------ Given records ------

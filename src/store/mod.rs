use async_trait::async_trait;
use chrono::{DateTime, Utc};
use serde::{Deserialize, Serialize};
use serde_json::Value;
use uuid::Uuid;

pub mod memory;
pub mod postgres;

pub use memory::MemStore;
pub use postgres::PgStore;

/// A user note. Insert-only via the API; there is no update or delete
/// endpoint.
#[derive(Debug, Clone, Serialize, Deserialize, sqlx::FromRow)]
#[serde(rename_all = "camelCase")]
pub struct Note {
    pub id: Uuid,
    pub video_id: Option<String>,
    pub text: String,
    pub tags: Vec<String>,
    pub created_at: DateTime<Utc>,
    pub updated_at: DateTime<Utc>,
}

#[derive(Debug, Clone)]
pub struct NewNote {
    pub video_id: Option<String>,
    pub text: String,
    pub tags: Vec<String>,
}

/// Append-only activity record. `details` is a free-form payload keyed by
/// the action.
#[derive(Debug, Clone, Serialize, Deserialize, sqlx::FromRow)]
#[serde(rename_all = "camelCase")]
pub struct LogEntry {
    pub id: Uuid,
    pub action: String,
    pub details: Value,
    pub created_at: DateTime<Utc>,
}

/// Persistence seam for notes and the activity log. Postgres in production,
/// in-memory for tests and database-less local runs.
#[async_trait]
pub trait Store: Send + Sync {
    async fn insert_note(&self, note: NewNote) -> anyhow::Result<Note>;

    /// Case-insensitive substring filter over note text when `query` is
    /// present; store natural order otherwise.
    async fn list_notes(&self, query: Option<&str>) -> anyhow::Result<Vec<Note>>;

    async fn insert_log(&self, action: &str, details: Value) -> anyhow::Result<LogEntry>;

    /// Newest first.
    async fn list_logs(&self) -> anyhow::Result<Vec<LogEntry>>;
}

------

■ What needs to be done
Exactly the lines from the line holding "async fn list_notes(&self, query: Option<&str>)" through the close of the listing above make up the answer; include nothing else.

■ Problem solution
    async fn list_notes(&self, query: Option<&str>) -> anyhow::Result<Vec<Note>>;

    async fn insert_log(&self, action: &str, details: Value) -> anyhow::Result<LogEntry>;

    /// Newest first.
    async fn list_logs(&self) -> anyhow::Result<Vec<LogEntry>>;
}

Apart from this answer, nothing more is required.